As a member of this city’s economic elite, Kollman-Moore is not unusual among immigrants who live in St. Louis. According to a new analysis of census data, more than half of the working immigrants in this metropolitan area hold higher-paying white-collar jobs — as professionals, technicians or administrators — rather than lower-paying blue-collar and service jobs.
Among American cities, St. Louis is not an exception, the data show. In 14 of the 25 largest metropolitan areas, including Boston, New York and San Francisco, more immigrants are employed in white-collar occupations than in lower-wage work like construction, manufacturing or cleaning.

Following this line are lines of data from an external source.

use std::collections::{HashMap, HashSet, VecDeque};
use std::path::Path;

use serde::Deserialize;
use serde_json::Value;
use tracing::debug;

use taskgraph_core::config::expand_env_vars;
use taskgraph_core::error::{Result, TaskgraphError};

use crate::step::{Step, StepDefinition};

#[derive(Deserialize)]
struct RawWorkflow {
    name: String,
    #[serde(default)]
    description: Option<String>,
    #[serde(default)]
    steps: Vec<StepDefinition>,
    #[serde(default)]
    globals: HashMap<String, Value>,
}

/// A validated workflow: ordered steps plus global integration settings.
///
/// The first step is the entry point of every run.
#[derive(Debug, Clone)]
pub struct WorkflowDefinition {
    pub name: String,
    pub description: Option<String>,
    pub steps: Vec<Step>,
    pub globals: HashMap<String, Value>,
}

impl WorkflowDefinition {
    pub fn new(name: impl Into<String>, steps: Vec<Step>) -> Self {
        Self {
            name: name.into(),
            description: None,
            steps,
            globals: HashMap::new(),
        }
    }

    pub fn with_globals(mut self, globals: HashMap<String, Value>) -> Self {
        self.globals = globals;
        self
    }

    pub fn from_json_str(input: &str) -> Result<Self> {
        let raw: RawWorkflow = serde_json::from_str(input)?;
        Self::from_raw(raw)
    }

    pub fn from_toml_str(input: &str) -> Result<Self> {
        let raw: RawWorkflow =
            toml::from_str(input).map_err(|e| TaskgraphError::Config(e.to_string()))?;
        Self::from_raw(raw)
    }

    /// Load a definition file, expanding `${ENV_VAR}` references first.
    ///
    /// `.toml` files are parsed as TOML, anything else as JSON.
    pub fn load(path: &Path) -> Result<Self> {
        if !path.exists() {
            return Err(TaskgraphError::ConfigNotFound(path.display().to_string()));
        }
        let content = std::fs::read_to_string(path)?;
        let expanded = expand_env_vars(&content);

        let is_toml = path
            .extension()
            .and_then(|ext| ext.to_str())
            .is_some_and(|ext| ext.eq_ignore_ascii_case("toml"));
        let definition = if is_toml {
            Self::from_toml_str(&expanded)?
        } else {
            Self::from_json_str(&expanded)?
        };
        debug!(
            path = %path.display(),
            steps = definition.steps.len(),
            "Loaded workflow definition"
        );
        Ok(definition)
    }

    fn from_raw(raw: RawWorkflow) -> Result<Self> {
        let steps = raw
            .steps
            .into_iter()
            .map(Step::try_from)
            .collect::<Result<Vec<_>>>()?;
        let definition = Self {
            name: raw.name,
            description: raw.description,
            steps,
            globals: raw.globals,
        };
        definition.validate()?;
        Ok(definition)
    }

    /// Reject duplicate step ids.
    pub fn validate(&self) -> Result<()> {
        let mut seen = HashSet::new();
        for step in &self.steps {
            if !seen.insert(step.id.as_str()) {
                return Err(TaskgraphError::DuplicateStepId(step.id.clone()));
            }
        }
        Ok(())
    }

    pub fn step(&self, id: &str) -> Option<&Step> {
        self.steps.iter().find(|s| s.id == id)
    }

    /// `(step id, missing next-step id)` pairs.
    pub fn unknown_references(&self) -> Vec<(String, String)> {
        let known: HashSet<&str> = self.steps.iter().map(|s| s.id.as_str()).collect();
        self.steps
            .iter()
            .flat_map(|step| {
                step.next_steps
                    .iter()
                    .filter(|next| !known.contains(next.as_str()))
                    .map(|next| (step.id.clone(), next.clone()))
            })
            .collect()
    }

    /// Steps no path of next-step links reaches from the entry step,
    /// ignoring entry conditions.
    pub fn unreachable_steps(&self) -> Vec<String> {
        let Some(entry) = self.steps.first() else {
            return vec![];
        };

        let mut reached: HashSet<&str> = HashSet::new();
        let mut queue: VecDeque<&str> = VecDeque::from([entry.id.as_str()]);
        while let Some(id) = queue.pop_front() {
            if !reached.insert(id) {
                continue;
            }
            if let Some(step) = self.step(id) {
                queue.extend(step.next_steps.iter().map(String::as_str));
            }
        }

        self.steps
            .iter()
            .filter(|s| !reached.contains(s.id.as_str()))
            .map(|s| s.id.clone())
            .collect()
    }
}
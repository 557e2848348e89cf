use std::path::{Path, PathBuf};

use futures::future::BoxFuture;
use tokio::io::AsyncWriteExt;
use tracing::debug;

use taskgraph_core::error::{Result, TaskgraphError};
use taskgraph_core::traits::FileStore;

/// `FileStore` on the local filesystem.
///
/// Relative paths resolve against the store's base directory.
pub struct LocalFileStore {
    base_dir: PathBuf,
}

impl LocalFileStore {
    pub fn new(base_dir: impl Into<PathBuf>) -> Self {
        Self {
            base_dir: base_dir.into(),
        }
    }

    fn resolve(&self, p: &Path) -> PathBuf {
        if p.is_absolute() {
            p.to_path_buf()
        } else {
            self.base_dir.join(p)
        }
    }
}

fn failure(path: &Path, e: std::io::Error) -> TaskgraphError {
    TaskgraphError::IntegrationFailure {
        integration: "file".into(),
        message: format!("{}: {}", path.display(), e),
    }
}

async fn create_parent(path: &Path) -> Result<()> {
    if let Some(parent) = path.parent() {
        if !parent.as_os_str().is_empty() {
            tokio::fs::create_dir_all(parent)
                .await
                .map_err(|e| failure(parent, e))?;
        }
    }
    Ok(())
}

impl FileStore for LocalFileStore {
    fn read(&self, path: PathBuf) -> BoxFuture<'_, Result<String>> {
        Box::pin(async move {
            let path = self.resolve(&path);
            debug!(path = %path.display(), "Reading file");
            tokio::fs::read_to_string(&path)
                .await
                .map_err(|e| failure(&path, e))
        })
    }

    fn write(&self, path: PathBuf, content: String) -> BoxFuture<'_, Result<usize>> {
        Box::pin(async move {
            let path = self.resolve(&path);
            debug!(path = %path.display(), "Writing file");
            create_parent(&path).await?;
            tokio::fs::write(&path, content.as_bytes())
                .await
                .map_err(|e| failure(&path, e))?;
            Ok(content.len())
        })
    }

    fn append(&self, path: PathBuf, content: String) -> BoxFuture<'_, Result<usize>> {
        Box::pin(async move {
            let path = self.resolve(&path);
            debug!(path = %path.display(), "Appending to file");
            create_parent(&path).await?;
            let mut file = tokio::fs::OpenOptions::new()
                .create(true)
                .append(true)
                .open(&path)
                .await
                .map_err(|e| failure(&path, e))?;
            file.write_all(content.as_bytes())
                .await
                .map_err(|e| failure(&path, e))?;
            file.flush().await.map_err(|e| failure(&path, e))?;
            Ok(content.len())
        })
    }
}

#[cfg(test)]
mod tests {
    use super::*;

    #[tokio::test]
    async fn write_then_read_relative() {
        let dir = tempfile::tempdir().unwrap();
        let store = LocalFileStore::new(dir.path());

        let written = store
            .write("out/report.txt".into(), "hello".into())
            .await
            .unwrap();
        assert_eq!(written, 5);

        let content = store.read("out/report.txt".into()).await.unwrap();
        assert_eq!(content, "hello");
        assert!(dir.path().join("out/report.txt").exists());
    }

    #[tokio::test]
    async fn append_creates_and_extends() {
        let dir = tempfile::tempdir().unwrap();
        let store = LocalFileStore::new(dir.path());

        store.append("log.txt".into(), "one\n".into()).await.unwrap();
        let n = store.append("log.txt".into(), "two\n".into()).await.unwrap();
        assert_eq!(n, 4);

        let content = store.read("log.txt".into()).await.unwrap();
        assert_eq!(content, "one\ntwo\n");
    }

    #[tokio::test]
    async fn missing_file_is_integration_failure() {
        let dir = tempfile::tempdir().unwrap();
        let store = LocalFileStore::new(dir.path());

        let err = store.read("nope.txt".into()).await.unwrap_err();
        assert!(matches!(
            err,
            TaskgraphError::IntegrationFailure { ref integration, .. } if integration == "file"
        ));
    }

    #[tokio::test]
    async fn absolute_paths_bypass_base_dir() {
        let dir = tempfile::tempdir().unwrap();
        let store = LocalFileStore::new("/definitely/not/here");
        let target = dir.path().join("abs.txt");

        store
            .write(target.clone(), "abs".into())
            .await
            .unwrap();
        assert_eq!(std::fs::read_to_string(target).unwrap(), "abs");
    }
}
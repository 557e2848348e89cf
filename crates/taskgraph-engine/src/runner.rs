use std::collections::{HashMap, HashSet, VecDeque};
use std::sync::Arc;

use chrono::{DateTime, Utc};
use serde::Serialize;
use serde_json::Value;
use tracing::{debug, error, info, warn};

use taskgraph_core::error::{Result, TaskgraphError};
use taskgraph_core::event::EventBus;
use taskgraph_core::traits::CapabilityFactory;
use taskgraph_core::types::{StepStatus, WorkflowEvent, WorkflowStatus};
use taskgraph_integrations::Integrations;

use crate::condition::evaluate;
use crate::context::ExecutionContext;
use crate::definition::WorkflowDefinition;
use crate::dispatcher::StepDispatcher;
use crate::external::Globals;
use crate::handle::WorkflowHandle;
use crate::step::{Step, StepState};
use crate::summary::{build_summary, SummaryInput};

/// Per-status step counts.
#[derive(Debug, Clone, Default, PartialEq, Eq, Serialize)]
pub struct StepCounts {
    pub total: usize,
    pub pending: usize,
    pub running: usize,
    pub completed: usize,
    pub failed: usize,
}

/// Point-in-time view of a runner.
#[derive(Debug, Clone, Serialize)]
pub struct WorkflowStatusReport {
    pub workflow: String,
    pub status: WorkflowStatus,
    pub started_at: Option<DateTime<Utc>>,
    pub ended_at: Option<DateTime<Utc>>,
    pub step_counts: StepCounts,
    pub execution_results_count: usize,
    pub session_state_keys: Vec<String>,
}

/// Runs a workflow definition.
///
/// Traversal is sequential and breadth-first from the first declared step:
/// a step runs at most once per run, a step whose entry conditions fail is
/// skipped along with its successors, and a failure without
/// `continue_on_error` aborts the run.
pub struct WorkflowRunner {
    name: String,
    steps: Vec<Step>,
    index: HashMap<String, usize>,
    states: Vec<StepState>,
    dispatcher: StepDispatcher,
    context: ExecutionContext,
    handle: WorkflowHandle,
    summary_max_chars: usize,
}

impl WorkflowRunner {
    pub fn new(
        definition: WorkflowDefinition,
        factory: Arc<dyn CapabilityFactory>,
        integrations: Integrations,
    ) -> Result<Self> {
        definition.validate()?;

        let index = definition
            .steps
            .iter()
            .enumerate()
            .map(|(i, s)| (s.id.clone(), i))
            .collect();
        let states = vec![StepState::default(); definition.steps.len()];
        let handle = WorkflowHandle::new();
        let dispatcher =
            StepDispatcher::new(factory, integrations, Globals::new(definition.globals));

        Ok(Self {
            name: definition.name,
            steps: definition.steps,
            index,
            states,
            dispatcher,
            context: ExecutionContext::new(handle.clone()),
            handle,
            summary_max_chars: 200,
        })
    }

    pub fn with_event_bus(mut self, event_bus: Arc<EventBus>) -> Self {
        self.dispatcher = self.dispatcher.with_event_bus(event_bus);
        self
    }

    pub fn with_summary_max_chars(mut self, max_chars: usize) -> Self {
        self.summary_max_chars = max_chars;
        self
    }

    pub fn name(&self) -> &str {
        &self.name
    }

    /// A cloneable control handle for pause/resume/cancel from other tasks.
    pub fn handle(&self) -> WorkflowHandle {
        self.handle.clone()
    }

    pub fn context(&self) -> &ExecutionContext {
        &self.context
    }

    pub fn step(&self, id: &str) -> Option<&Step> {
        self.index.get(id).map(|&i| &self.steps[i])
    }

    pub fn step_state(&self, id: &str) -> Option<&StepState> {
        self.index.get(id).map(|&i| &self.states[i])
    }

    /// Run the workflow and return its summary, or a failure message if a
    /// step aborted the run.
    pub async fn run(&mut self, params: HashMap<String, Value>) -> String {
        self.context = ExecutionContext::new(self.handle.clone());
        self.context.seed(params);
        for state in &mut self.states {
            *state = StepState::default();
        }

        let run_id = self.context.run_id().clone();
        let event_bus = self.dispatcher.event_bus().clone();
        self.handle.set(WorkflowStatus::Running);
        self.context.start();
        info!(
            run_id = %run_id,
            workflow = %self.name,
            steps = self.steps.len(),
            "Workflow started"
        );
        event_bus.publish(WorkflowEvent::RunStarted {
            run_id: run_id.clone(),
            workflow: self.name.clone(),
        });

        match self.traverse().await {
            Ok(()) => {
                let status = self.handle.finish(WorkflowStatus::Completed);
                self.context.finish();
                let elapsed_ms = self.context.elapsed_ms();
                if status == WorkflowStatus::Cancelled {
                    info!(run_id = %run_id, workflow = %self.name, "Workflow cancelled");
                    event_bus.publish(WorkflowEvent::RunCancelled { run_id });
                } else {
                    info!(
                        run_id = %run_id,
                        workflow = %self.name,
                        elapsed_ms,
                        "Workflow completed"
                    );
                    event_bus.publish(WorkflowEvent::RunCompleted { run_id, elapsed_ms });
                }

                build_summary(&SummaryInput {
                    workflow: &self.name,
                    status,
                    steps: &self.steps,
                    states: &self.states,
                    context: &self.context,
                    max_chars: self.summary_max_chars,
                })
            }
            Err(e) => {
                self.handle.set(WorkflowStatus::Failed);
                self.context.finish();
                error!(run_id = %run_id, workflow = %self.name, error = %e, "Workflow failed");
                event_bus.publish(WorkflowEvent::RunFailed {
                    run_id,
                    error: e.to_string(),
                });
                format!("Workflow '{}' failed: {}", self.name, e)
            }
        }
    }

    async fn traverse(&mut self) -> Result<()> {
        let run_id = self.context.run_id().clone();
        let mut queue: VecDeque<String> =
            self.steps.first().map(|s| s.id.clone()).into_iter().collect();
        let mut executed: HashSet<String> = HashSet::new();

        while !queue.is_empty() {
            if self.handle.wait_while_paused().await == WorkflowStatus::Cancelled {
                info!(run_id = %run_id, pending = queue.len(), "Stopping traversal after cancel");
                break;
            }
            let Some(current) = queue.pop_front() else {
                break;
            };

            if executed.contains(&current) {
                debug!(step_id = %current, "Step already executed, dropping");
                continue;
            }
            let Some(&idx) = self.index.get(&current) else {
                warn!(step_id = %current, "Next step not found, skipping");
                continue;
            };

            let step = &self.steps[idx];
            if !evaluate(&step.entry_conditions, &self.context.condition_context())? {
                info!(step_id = %current, "Entry conditions not met, skipping step");
                self.dispatcher.event_bus().publish(WorkflowEvent::StepSkipped {
                    run_id: run_id.clone(),
                    step_id: current,
                });
                continue;
            }

            self.dispatcher
                .execute_step(step, &mut self.states[idx], &mut self.context)
                .await?;
            executed.insert(current.clone());

            let next = self.next_steps(&current)?;
            debug!(step_id = %current, next = ?next, "Enqueueing next steps");
            queue.extend(next);
        }
        Ok(())
    }

    /// Successors of `step_id` eligible against the current context.
    ///
    /// A step without entry conditions of its own passes all of its next
    /// steps through unconditionally; otherwise each next step is kept only
    /// if its own entry conditions hold. Unknown next ids are passed
    /// through; an unknown `step_id` is `StepNotFound`.
    pub fn next_steps(&self, step_id: &str) -> Result<Vec<String>> {
        let step = self
            .step(step_id)
            .ok_or_else(|| TaskgraphError::StepNotFound(step_id.to_string()))?;
        if step.next_steps.is_empty() {
            return Ok(vec![]);
        }
        if step.entry_conditions.is_empty() {
            return Ok(step.next_steps.clone());
        }

        let ctx = self.context.condition_context();
        let mut eligible = Vec::new();
        for id in &step.next_steps {
            let passes = match self.step(id) {
                Some(next) => evaluate(&next.entry_conditions, &ctx)?,
                None => true,
            };
            if passes {
                eligible.push(id.clone());
            }
        }
        Ok(eligible)
    }

    pub fn status(&self) -> WorkflowStatusReport {
        let mut counts = StepCounts {
            total: self.states.len(),
            ..StepCounts::default()
        };
        for state in &self.states {
            match state.status {
                StepStatus::Pending => counts.pending += 1,
                StepStatus::Running => counts.running += 1,
                StepStatus::Completed => counts.completed += 1,
                StepStatus::Failed => counts.failed += 1,
            }
        }

        WorkflowStatusReport {
            workflow: self.name.clone(),
            status: self.handle.status(),
            started_at: self.context.started_at(),
            ended_at: self.context.ended_at(),
            step_counts: counts,
            execution_results_count: self.context.results().len(),
            session_state_keys: self.context.session_state_keys(),
        }
    }

    pub fn pause(&self) -> Result<()> {
        self.handle.pause()
    }

    pub fn resume(&self) -> Result<()> {
        self.handle.resume()
    }

    pub fn cancel(&self) -> Result<()> {
        self.handle.cancel()
    }
}
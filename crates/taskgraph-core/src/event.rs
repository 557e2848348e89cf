use crate::types::WorkflowEvent;

/// Event bus using tokio broadcast channel.
/// All subscribers receive all events.
pub struct EventBus {
    tx: tokio::sync::broadcast::Sender<WorkflowEvent>,
}

impl EventBus {
    pub fn new(capacity: usize) -> Self {
        let (tx, _) = tokio::sync::broadcast::channel(capacity.max(1));
        Self { tx }
    }

    pub fn publish(&self, event: WorkflowEvent) {
        // Ignore error if no receivers
        let _ = self.tx.send(event);
    }

    pub fn subscribe(&self) -> tokio::sync::broadcast::Receiver<WorkflowEvent> {
        self.tx.subscribe()
    }
}

impl Default for EventBus {
    fn default() -> Self {
        Self::new(256)
    }
}
//! UCI info line types.

/// Score in centipawns or mate distance, relative to the side to move.
#[derive(Debug, Clone, Copy, PartialEq, Eq)]
pub enum Score {
    /// Centipawn score (100 = 1 pawn advantage).
    Cp(i32),
    /// Mate in N moves (positive = side to move mates, negative = side to move is mated).
    Mate(i32),
}

/// Search information from engine.
#[derive(Debug, Clone, PartialEq, Default)]
pub struct EngineInfo {
    /// Search depth in plies.
    pub depth: Option<u32>,
    /// Selective search depth.
    pub seldepth: Option<u32>,
    /// Rank of this line in multi-PV mode (1 = best).
    pub multipv: Option<u32>,
    /// Score evaluation.
    pub score: Option<Score>,
    /// Nodes searched.
    pub nodes: Option<u64>,
    /// Nodes per second.
    pub nps: Option<u64>,
    /// Time spent in milliseconds.
    pub time: Option<u64>,
    /// Principal variation (best line found).
    pub pv: Vec<String>,
    /// Arbitrary string info.
    pub string: Option<String>,
}

impl EngineInfo {
    /// Create a new empty info.
    pub fn new() -> Self {
        Self::default()
    }

    /// Rank of this line, defaulting to 1 when the engine omits `multipv`.
    pub fn rank(&self) -> u32 {
        self.multipv.unwrap_or(1)
    }

    /// Format as UCI info string.
    pub fn to_uci(&self) -> String {
        let mut parts = vec!["info".to_string()];

        if let Some(d) = self.depth {
            parts.push(format!("depth {}", d));
        }
        if let Some(d) = self.seldepth {
            parts.push(format!("seldepth {}", d));
        }
        if let Some(k) = self.multipv {
            parts.push(format!("multipv {}", k));
        }
        if let Some(ref s) = self.score {
            match s {
                Score::Cp(cp) => parts.push(format!("score cp {}", cp)),
                Score::Mate(m) => parts.push(format!("score mate {}", m)),
            }
        }
        if let Some(n) = self.nodes {
            parts.push(format!("nodes {}", n));
        }
        if let Some(n) = self.nps {
            parts.push(format!("nps {}", n));
        }
        if let Some(t) = self.time {
            parts.push(format!("time {}", t));
        }
        if !self.pv.is_empty() {
            parts.push(format!("pv {}", self.pv.join(" ")));
        }
        if let Some(ref s) = self.string {
            parts.push(format!("string {}", s));
        }

        parts.join(" ")
    }

    /// Parse UCI info line.
    ///
    /// Returns `None` if the line is not an info line, or if its `score` or
    /// `multipv` value is not numeric. Other malformed counters are ignored.
    pub fn parse(line: &str) -> Option<Self> {
        let line = line.trim();
        let mut parts = line.split_whitespace();
        if parts.next() != Some("info") {
            return None;
        }

        let mut info = EngineInfo::new();
        let parts: Vec<&str> = parts.collect();
        let mut i = 0;

        while i < parts.len() {
            match parts[i] {
                "depth" => {
                    i += 1;
                    if i < parts.len() {
                        info.depth = parts[i].parse().ok();
                    }
                }
                "seldepth" => {
                    i += 1;
                    if i < parts.len() {
                        info.seldepth = parts[i].parse().ok();
                    }
                }
                "multipv" => {
                    i += 1;
                    let rank: u32 = parts.get(i)?.parse().ok()?;
                    info.multipv = Some(rank);
                }
                "score" => {
                    i += 1;
                    let kind = *parts.get(i)?;
                    i += 1;
                    let value: i32 = parts.get(i)?.parse().ok()?;
                    info.score = match kind {
                        "cp" => Some(Score::Cp(value)),
                        "mate" => Some(Score::Mate(value)),
                        _ => return None,
                    };
                }
                // Bound qualifiers follow the score; the value is kept as reported.
                "lowerbound" | "upperbound" => {}
                "nodes" => {
                    i += 1;
                    if i < parts.len() {
                        info.nodes = parts[i].parse().ok();
                    }
                }
                "nps" => {
                    i += 1;
                    if i < parts.len() {
                        info.nps = parts[i].parse().ok();
                    }
                }
                "time" => {
                    i += 1;
                    if i < parts.len() {
                        info.time = parts[i].parse().ok();
                    }
                }
                "pv" => {
                    i += 1;
                    // Collect all remaining moves until another keyword or end
                    while i < parts.len() && !is_info_keyword(parts[i]) {
                        info.pv.push(parts[i].to_string());
                        i += 1;
                    }
                    continue;
                }
                "string" => {
                    // Rest of line is the string
                    info.string = Some(parts[i + 1..].join(" "));
                    break;
                }
                _ => {}
            }
            i += 1;
        }

        Some(info)
    }
}

fn is_info_keyword(s: &str) -> bool {
    matches!(
        s,
        "depth"
            | "seldepth"
            | "multipv"
            | "score"
            | "nodes"
            | "nps"
            | "time"
            | "pv"
            | "currmove"
            | "currmovenumber"
            | "hashfull"
            | "tbhits"
            | "string"
    )
}

#[cfg(test)]
mod tests {
    use super::*;

    /// Builder for constructing EngineInfo.
    #[derive(Default)]
    struct InfoBuilder {
        info: EngineInfo,
    }

    impl InfoBuilder {
        fn new() -> Self {
            Self::default()
        }

        fn depth(mut self, d: u32) -> Self {
            self.info.depth = Some(d);
            self
        }

        fn multipv(mut self, rank: u32) -> Self {
            self.info.multipv = Some(rank);
            self
        }

        fn score_cp(mut self, cp: i32) -> Self {
            self.info.score = Some(Score::Cp(cp));
            self
        }

        fn score_mate(mut self, moves: i32) -> Self {
            self.info.score = Some(Score::Mate(moves));
            self
        }

        fn nodes(mut self, n: u64) -> Self {
            self.info.nodes = Some(n);
            self
        }

        fn pv<S: Into<String>>(mut self, moves: impl IntoIterator<Item = S>) -> Self {
            self.info.pv = moves.into_iter().map(Into::into).collect();
            self
        }

        fn build(self) -> EngineInfo {
            self.info
        }
    }

    #[test]
    fn info_to_uci() {
        let info = InfoBuilder::new()
            .depth(10)
            .multipv(2)
            .score_cp(35)
            .nodes(50000)
            .pv(["e2e4", "e7e5"])
            .build();

        let uci = info.to_uci();
        assert!(uci.contains("depth 10"));
        assert!(uci.contains("multipv 2"));
        assert!(uci.contains("score cp 35"));
        assert!(uci.contains("nodes 50000"));
        assert!(uci.contains("pv e2e4 e7e5"));
    }

    #[test]
    fn mate_info_parses_back() {
        let info = InfoBuilder::new()
            .depth(18)
            .score_mate(-3)
            .pv(["h7h6", "d1h5"])
            .build();

        let parsed = EngineInfo::parse(&info.to_uci()).unwrap();
        assert_eq!(parsed.score, Some(Score::Mate(-3)));
        assert_eq!(parsed.pv, vec!["h7h6", "d1h5"]);
        assert_eq!(parsed.rank(), 1);
    }

    #[test]
    fn parse_info() {
        let line = "info depth 12 score cp 30 nodes 125000 nps 500000 pv e2e4 e7e5 g1f3";
        let info = EngineInfo::parse(line).unwrap();

        assert_eq!(info.depth, Some(12));
        assert_eq!(info.score, Some(Score::Cp(30)));
        assert_eq!(info.nodes, Some(125000));
        assert_eq!(info.nps, Some(500000));
        assert_eq!(info.pv, vec!["e2e4", "e7e5", "g1f3"]);
        assert_eq!(info.rank(), 1);
    }

    #[test]
    fn parse_multipv_rank() {
        let line = "info depth 18 seldepth 24 multipv 3 score cp -12 nodes 900 pv d2d4 d7d5";
        let info = EngineInfo::parse(line).unwrap();

        assert_eq!(info.multipv, Some(3));
        assert_eq!(info.rank(), 3);
        assert_eq!(info.score, Some(Score::Cp(-12)));
        assert_eq!(info.pv, vec!["d2d4", "d7d5"]);
    }

    #[test]
    fn parse_mate_score() {
        let line = "info depth 20 score mate -3 pv e2e4";
        let info = EngineInfo::parse(line).unwrap();

        assert_eq!(info.score, Some(Score::Mate(-3)));
    }

    #[test]
    fn parse_bounded_score() {
        let line = "info depth 9 multipv 1 score cp 41 lowerbound nodes 3000 pv g1f3";
        let info = EngineInfo::parse(line).unwrap();

        assert_eq!(info.score, Some(Score::Cp(41)));
        assert_eq!(info.nodes, Some(3000));
        assert_eq!(info.pv, vec!["g1f3"]);
    }

    #[test]
    fn non_numeric_score_is_rejected() {
        assert!(EngineInfo::parse("info depth 5 score cp abc pv e2e4").is_none());
        assert!(EngineInfo::parse("info depth 5 score mate pv e2e4").is_none());
        assert!(EngineInfo::parse("info depth 5 multipv x score cp 3 pv e2e4").is_none());
    }

    #[test]
    fn pv_stops_at_next_keyword() {
        let line = "info depth 7 pv e2e4 e7e5 currmove g1f3 currmovenumber 2";
        let info = EngineInfo::parse(line).unwrap();
        assert_eq!(info.pv, vec!["e2e4", "e7e5"]);
    }

    #[test]
    fn parse_string_tail() {
        let info = EngineInfo::parse("info string NNUE evaluation enabled").unwrap();
        assert_eq!(info.string.as_deref(), Some("NNUE evaluation enabled"));
        assert!(info.score.is_none());
    }

    #[test]
    fn non_info_lines_are_ignored() {
        assert!(EngineInfo::parse("bestmove e2e4").is_none());
        assert!(EngineInfo::parse("information overload").is_none());
        assert!(EngineInfo::parse("").is_none());
    }
}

The data belie a common perception in the nation’s hard-fought debate over immigration — articulated by lawmakers, pundits and advocates on all sides of the issue — that the surge in immigration in the last two decades has overwhelmed the United States with low-wage foreign laborers.
Over all, the analysis showed, the 25 million immigrants who live in the country’s largest metropolitan areas (about two-thirds of all immigrants in the country) are nearly evenly distributed across the job and income spectrum.
“The United States is getting a more varied and economically important flow of immigrants than the public seems to realize,” said David Dyssegaard Kallick, director for immigration research at the Fiscal Policy Institute, a nonpartisan group in New York that conducted the data analysis for The New York Times.
The findings are significant because Americans’ views of immigration are based largely on the work immigrants do, new research shows.
“Americans, whether they are rich or poor, are much more in favor of high-skilled immigrants,” said Jens Hainmueller, a political scientist at MIT and co-author of a survey of attitudes toward immigration with Michael J. Hiscox, professor of government at Harvard. The survey of 1,600 adults, which examined the reasons for anti-immigration sentiment in the United States, was published in February in American Political Science Review, a peer-reviewed journal.
Americans are inclined to welcome upper-tier immigrants — like Kollman-Moore — believing they contribute to economic growth without burdening public services, the study found. More than 60 percent of Americans are opposed to allowing more low-skilled foreign laborers, regarding them as more likely to be drag on the economy.
Those kinds of views, in turn, have informed recent efforts by Congress to remake the immigration system. A measure unveiled last month by Sen. Lindsey Graham, R-S.C., and Sen. Charles E. Schumer D-N.Y., aims to reshape the legal system to give priority to high-skilled, high-earning immigrants, offering narrower channels for low-wage workers.